• _Material to process_
-- Opening Marker --

//! Dedup handler tests — MOCK → FUNCTION → OUTPUT.
//!
//! Stash an ExtractedBatch in state, call deduplicate_extracted_batch,
//! assert which verdict events came out.

use std::collections::HashMap;
use std::sync::Arc;

use uuid::Uuid;

use crate::core::engine::ScoutEngineDeps;
use crate::domains::signals::events::SignalEvent;
use crate::core::aggregate::{ExtractedBatch, PipelineState};
use crate::testing::*;
use rootsignal_common::types::NodeType;

fn test_deps(store: Arc<MockSignalReader>) -> ScoutEngineDeps {
    test_scout_deps(store as Arc<dyn crate::traits::SignalReader>)
}

/// Helper: call the dedup handler with a batch.
async fn run_dedup(
    url: &str,
    batch: ExtractedBatch,
    state: &mut PipelineState,
    deps: &ScoutEngineDeps,
) -> Vec<SignalEvent> {
    super::dedup::deduplicate_extracted_batch(url, &batch, &*state, deps)
        .await
        .unwrap()
}

// ---------------------------------------------------------------------------
// Layer 2: URL-based title dedup
// ---------------------------------------------------------------------------

#[tokio::test]
async fn url_title_dedup_filters_existing_titles() {
    let store = Arc::new(MockSignalReader::new());
    store.add_url_titles(
        "https://example.org/events",
        vec!["Free Legal Clinic".to_string()],
    );
    let deps = test_deps(store);
    let mut state = PipelineState::new(HashMap::new());

    let events = run_dedup(
        "https://example.org/events",
        ExtractedBatch {
            content: "page content".to_string(),
            nodes: vec![
                tension_at("Free Legal Clinic", 44.93, -93.26),
                tension_at("Community Dinner", 44.95, -93.27),
            ],
            resource_tags: HashMap::new(),
            signal_tags: HashMap::new(),
            author_actors: HashMap::new(),
            source_id: None,
        },
        &mut state,
        &deps,
    )
    .await;

    // "Free Legal Clinic" filtered out, "Community Dinner" passes as new
    let creates: Vec<_> = events
        .iter()
        .filter_map(|e| match e {
            SignalEvent::NewSignalAccepted { title, .. } => Some(title.as_str()),
            _ => None,
        })
        .collect();
    assert_eq!(creates, vec!["Community Dinner"]);
}

#[tokio::test]
async fn all_titles_deduped_returns_no_events() {
    let store = Arc::new(MockSignalReader::new());
    store.add_url_titles(
        "https://example.org/events",
        vec!["Free Legal Clinic".to_string()],
    );
    let deps = test_deps(store);
    let mut state = PipelineState::new(HashMap::new());

    let events = run_dedup(
        "https://example.org/events",
        ExtractedBatch {
            content: "page content".to_string(),
            nodes: vec![tension_at("Free Legal Clinic", 44.93, -93.26)],
            resource_tags: HashMap::new(),
            signal_tags: HashMap::new(),
            author_actors: HashMap::new(),
            source_id: None,
        },
        &mut state,
        &deps,
    )
    .await;

    // Only DedupCompleted (all titles filtered)
    assert_eq!(events.len(), 1);
    assert!(matches!(&events[0], SignalEvent::DedupCompleted { .. }));
}

// ---------------------------------------------------------------------------
// Layer 2.5: Global title+type match
// ---------------------------------------------------------------------------

#[tokio::test]
async fn global_title_match_same_source_emits_reencountered() {
    let store = Arc::new(MockSignalReader::new());
    let existing_id = store.insert_signal(
        "Community Dinner",
        NodeType::Tension,
        "https://example.org/events",
    );
    let deps = test_deps(store);
    let mut state = PipelineState::new(HashMap::new());

    let events = run_dedup(
        "https://example.org/events",
        ExtractedBatch {
            content: "page content".to_string(),
            nodes: vec![tension_at("Community Dinner", 44.95, -93.27)],
            resource_tags: HashMap::new(),
            signal_tags: HashMap::new(),
            author_actors: HashMap::new(),
            source_id: None,
        },
        &mut state,
        &deps,
    )
    .await;

    // SameSourceReencountered + DedupCompleted
    assert_eq!(events.len(), 2);
    match &events[0] {
        SignalEvent::SameSourceReencountered {
            existing_id: id,
            similarity,
            ..
        } => {
            assert_eq!(*id, existing_id);
            assert!((similarity - 1.0).abs() < f64::EPSILON);
        }
        other => panic!("expected SameSourceReencountered, got {:?}", other),
    }
}

#[tokio::test]
async fn global_title_match_different_source_emits_cross_source_match() {
    let store = Arc::new(MockSignalReader::new());
    let existing_id = store.insert_signal(
        "Community Dinner",
        NodeType::Tension,
        "https://other-source.org/events",
    );
    let deps = test_deps(store);
    let mut state = PipelineState::new(HashMap::new());

    let events = run_dedup(
        "https://example.org/events",
        ExtractedBatch {
            content: "page content".to_string(),
            nodes: vec![tension_at("Community Dinner", 44.95, -93.27)],
            resource_tags: HashMap::new(),
            signal_tags: HashMap::new(),
            author_actors: HashMap::new(),
            source_id: None,
        },
        &mut state,
        &deps,
    )
    .await;

    // CrossSourceMatchDetected + DedupCompleted
    assert_eq!(events.len(), 2);
    match &events[0] {
        SignalEvent::CrossSourceMatchDetected {
            existing_id: id,
            similarity,
            ..
        } => {
            assert_eq!(*id, existing_id);
            assert!((similarity - 1.0).abs() < f64::EPSILON);
        }
        other => panic!("expected CrossSourceMatchDetected, got {:?}", other),
    }
}

// ---------------------------------------------------------------------------
// Layer 4: No match → NewSignalAccepted
// ---------------------------------------------------------------------------

#[tokio::test]
async fn new_signal_emits_accepted_and_stashes_pending_node() {
    let store = Arc::new(MockSignalReader::new());
    let deps = test_deps(store);
    let mut state = PipelineState::new(HashMap::new());

    let node = tension_at("Free Legal Clinic", 44.93, -93.26);
    let node_id = node.id();

    let events = run_dedup(
        "https://example.org/events",
        ExtractedBatch {
            content: "page content".to_string(),
            nodes: vec![node],
            resource_tags: HashMap::new(),
            signal_tags: HashMap::new(),
            author_actors: HashMap::new(),
            source_id: None,
        },
        &mut state,
        &deps,
    )
    .await;

    // DedupCompleted is appended at the end
    assert_eq!(events.len(), 2);
    match &events[0] {
        SignalEvent::NewSignalAccepted {
            node_id: id,
            title,
            source_url,
            pending_node,
            ..
        } => {
            assert_eq!(*id, node_id);
            assert_eq!(title, "Free Legal Clinic");
            assert_eq!(source_url, "https://example.org/events");
            // PendingNode carried in the event for the reducer to stash
            assert!(!pending_node.embedding.is_empty());
        }
        other => panic!("expected NewSignalAccepted, got {:?}", other),
    }
    assert!(matches!(&events[1], SignalEvent::DedupCompleted { .. }));
}

#[tokio::test]
async fn create_stashes_tags_and_author_from_extraction_id() {
    let store = Arc::new(MockSignalReader::new());
    let deps = test_deps(store);
    let mut state = PipelineState::new(HashMap::new());

    let node = tension_at("Food Distribution", 44.95, -93.27);
    let meta_id = node.meta().unwrap().id;
    let node_id = node.id();

    let mut tag_map = HashMap::new();
    tag_map.insert(meta_id, vec!["food".to_string(), "mutual-aid".to_string()]);

    let mut author_actors = HashMap::new();
    author_actors.insert(meta_id, "Northside Mutual Aid".to_string());

    let source_id = Uuid::new_v4();

    let events = run_dedup(
        "https://example.org/events",
        ExtractedBatch {
            content: "page content".to_string(),
            nodes: vec![node],
            resource_tags: HashMap::new(),
            signal_tags: tag_map,
            author_actors,
            source_id: Some(source_id),
        },
        &mut state,
        &deps,
    )
    .await;

    // NewSignalAccepted + DedupCompleted
    assert_eq!(events.len(), 2);

    match &events[0] {
        SignalEvent::NewSignalAccepted { pending_node, .. } => {
            assert_eq!(
                pending_node.signal_tags,
                vec!["food".to_string(), "mutual-aid".to_string()]
            );
            assert_eq!(
                pending_node.author_name.as_deref(),
                Some("Northside Mutual Aid")
            );
            assert_eq!(pending_node.source_id, Some(source_id));
        }
        other => panic!("expected NewSignalAccepted, got {:?}", other),
    }
}

// ---------------------------------------------------------------------------
// Mixed batch + edge cases
// ---------------------------------------------------------------------------

#[tokio::test]
async fn mixed_batch_emits_correct_verdicts() {
    let store = Arc::new(MockSignalReader::new());
    let existing_id = store.insert_signal(
        "Existing Event",
        NodeType::Tension,
        "https://other-source.org",
    );
    let deps = test_deps(store);
    let mut state = PipelineState::new(HashMap::new());

    let events = run_dedup(
        "https://example.org/events",
        ExtractedBatch {
            content: "page content".to_string(),
            nodes: vec![
                tension_at("Existing Event", 44.93, -93.26),
                tension_at("Brand New Event", 44.95, -93.27),
            ],
            resource_tags: HashMap::new(),
            signal_tags: HashMap::new(),
            author_actors: HashMap::new(),
            source_id: None,
        },
        &mut state,
        &deps,
    )
    .await;

    // CrossSourceMatchDetected + NewSignalAccepted + DedupCompleted
    assert_eq!(events.len(), 3);

    match &events[0] {
        SignalEvent::CrossSourceMatchDetected {
            existing_id: id, ..
        } => assert_eq!(*id, existing_id),
        other => panic!("expected CrossSourceMatchDetected, got {:?}", other),
    }

    match &events[1] {
        SignalEvent::NewSignalAccepted { title, .. } => {
            assert_eq!(title, "Brand New Event")
        }
        other => panic!("expected NewSignalAccepted, got {:?}", other),
    }

    assert!(matches!(&events[2], SignalEvent::DedupCompleted { .. }));
}

#[tokio::test]
async fn empty_batch_emits_only_dedup_completed() {
    let store = Arc::new(MockSignalReader::new());
    let deps = test_deps(store);
    let mut state = PipelineState::new(HashMap::new());

    let events = run_dedup(
        "https://example.org/events",
        ExtractedBatch {
            content: "content".to_string(),
            nodes: vec![],
            resource_tags: HashMap::new(),
            signal_tags: HashMap::new(),
            author_actors: HashMap::new(),
            source_id: None,
        },
        &mut state,
        &deps,
    )
    .await;

    assert_eq!(events.len(), 1);
    assert!(matches!(&events[0], SignalEvent::DedupCompleted { .. }));
}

-- Closing Marker --

• _To do_
Copy each line above where the string "Brand" occurs.

• _Task solution_
                tension_at("Brand New Event", 44.95, -93.27),
            assert_eq!(title, "Brand New Event")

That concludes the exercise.